Она тотчас отписала об этом Мишелю, а батюшка Иван Николаевич своеручно приписал:

«Едет на Кавказ наш смоленский управляющий удельной конторой да знаемый тебе медик Быковский. Я так располагаю: съедетесь в Харькове, а далее – общим коштом. Будь здоров, друг мой!..»

В мартовский пригожий день была подана к Энгельгардтову дому старинная четырехместная линейка, крытая фартуками. В линейку уселись дядюшка Иван Андреевич, Софи, Евгения Ивановна и Мишель. Шмаковские Глинки ехали в Шмаково. Мишель, привернув с ними в Новоспасское, поскачет далее на Кавказ.

– Трогай! – возгласил Иван Андреевич.

Линейка нырнула, вынырнула, обдала прохожих струями вешних вод и покатилась по Невской першпективе к заставе…

Все ближе к Петрову граду подбирается весна и рушит последние накатанные зимой дороги, а почтовые кони мчат дядюшкину линейку все дальше и дальше. Станционные смотрители записывают путешественников в толстые шнуровые книги и провожают тароватых гостей:

– Лошади готовы, счастливый путь!..

Может быть, еще и повздыхает вдогонку путникам станционный инвалид, вспоминая недавнюю встречу с разгневанным фельдъегерем или с партикулярным драчуном. Известно: хоть медленно разгораются на почтовых станциях самовары, зато нигде не вскипают с такой быстротой человеческие страсти.

И хорошо, если, отъезжая, сменит его высокоблагородие гнев на милость и в придачу к зуботычинам выбросит двугривенный. О многом бы могли рассказать станционные самовары, если б не уходила в пятки душа.

Впрочем, и самовар самовару рознь. Порой встретит проезжего такой ферт, что стоит на столе подбоченясь да лихо вздев набекрень крышку с пупочкой.

– Не будет лошадей, душу вышибу! – клокочет, перекипая, проезжий.

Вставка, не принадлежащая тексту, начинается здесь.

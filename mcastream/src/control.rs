use anyhow::Result;
use mcatools::hist::{Spectrum, Stats};
use mcatools::mode::Mode;
use parking_lot::Mutex;
use std::sync::Arc;

use crate::Ctrl;

/// The read/reset operations and mode selector exposed to the host
/// command collaborator.
///
/// Every multi-step access to the shared spectrum happens under a
/// single lock acquisition, so the sampling loop can never interleave
/// mid-operation: the firmware's interrupt-mask bracket becomes the
/// scoped mutex guard, released on all exit paths.
pub struct Control {
    spectrum: Arc<Mutex<Spectrum>>,
    tx_ctrl: flume::Sender<Ctrl>,
    mode: Mode,
    after_reset: Mode,
}

impl Control {
    pub fn new(
        spectrum: Arc<Mutex<Spectrum>>,
        tx_ctrl: flume::Sender<Ctrl>,
        after_reset: Mode,
    ) -> Control {
        Control {
            spectrum,
            tx_ctrl,
            mode: Mode::Acquiring,
            after_reset,
        }
    }

    pub fn mode(&self) -> Mode {
        self.mode
    }

    /// Consistent `(events, maximum)` snapshot: both fields read under
    /// one lock acquisition, never torn by an event between them.
    pub fn read_stats(&self) -> Stats {
        self.spectrum.lock().stats()
    }

    /// Snapshot of all `2^bits` counters in ascending channel order.
    ///
    /// The clone happens in a single lock acquisition, so the dump is
    /// one consistent instant of the table; the trigger is suspended
    /// only for the copy, not for however long the host takes to drain
    /// the result. The returned vector can be iterated from the start
    /// any number of times.
    pub fn dump(&self) -> Vec<u16> {
        self.spectrum.lock().dump()
    }

    /// Zero every counter and both statistics. Idempotent; leaves the
    /// system at `events = 0, maximum = 0`.
    pub fn reset(&self) {
        self.spectrum.lock().clear();
    }

    /// Drive the mode selector. `Resetting` clears the table and then
    /// settles into the configured post-reset state; `Halted` and
    /// `Acquiring` suspend and resume the sampling of pulses.
    pub fn set_mode(&mut self, mode: Mode) -> Result<()> {
        match mode {
            Mode::Resetting => {
                self.reset();
                return self.set_mode(self.after_reset.settled());
            }
            Mode::Halted => self.tx_ctrl.send(Ctrl::Halt)?,
            Mode::Acquiring => self.tx_ctrl.send(Ctrl::Run)?,
        }
        self.mode = mode;
        Ok(())
    }
}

Смотритель ему в три погибели кланяется, а самовар пустит веселую струйку пара под самый потолок да знай себе пляшет на все четыре кованые ноги.

А у крыльца услышит туляка почтовый колокольчик и зальется под расписной дугой. Рванут кони с места, и коли еще песней поддаст ямщик жару, тогда частоколом полетят навстречу верстовые столбы…

Конечно, не птицей летела древняя дядюшкина линейка, однакоже благополучно отъехала от Петербурга более четырехсот верст.

Навстречу путникам уже потянул первый ветерок с родных смоленских полей. Стояла распутица. Все предусмотрел батюшка Иван Николаевич, даже срок харьковской встречи сыну исчислил. Только зря положился он на дядюшкину линейку.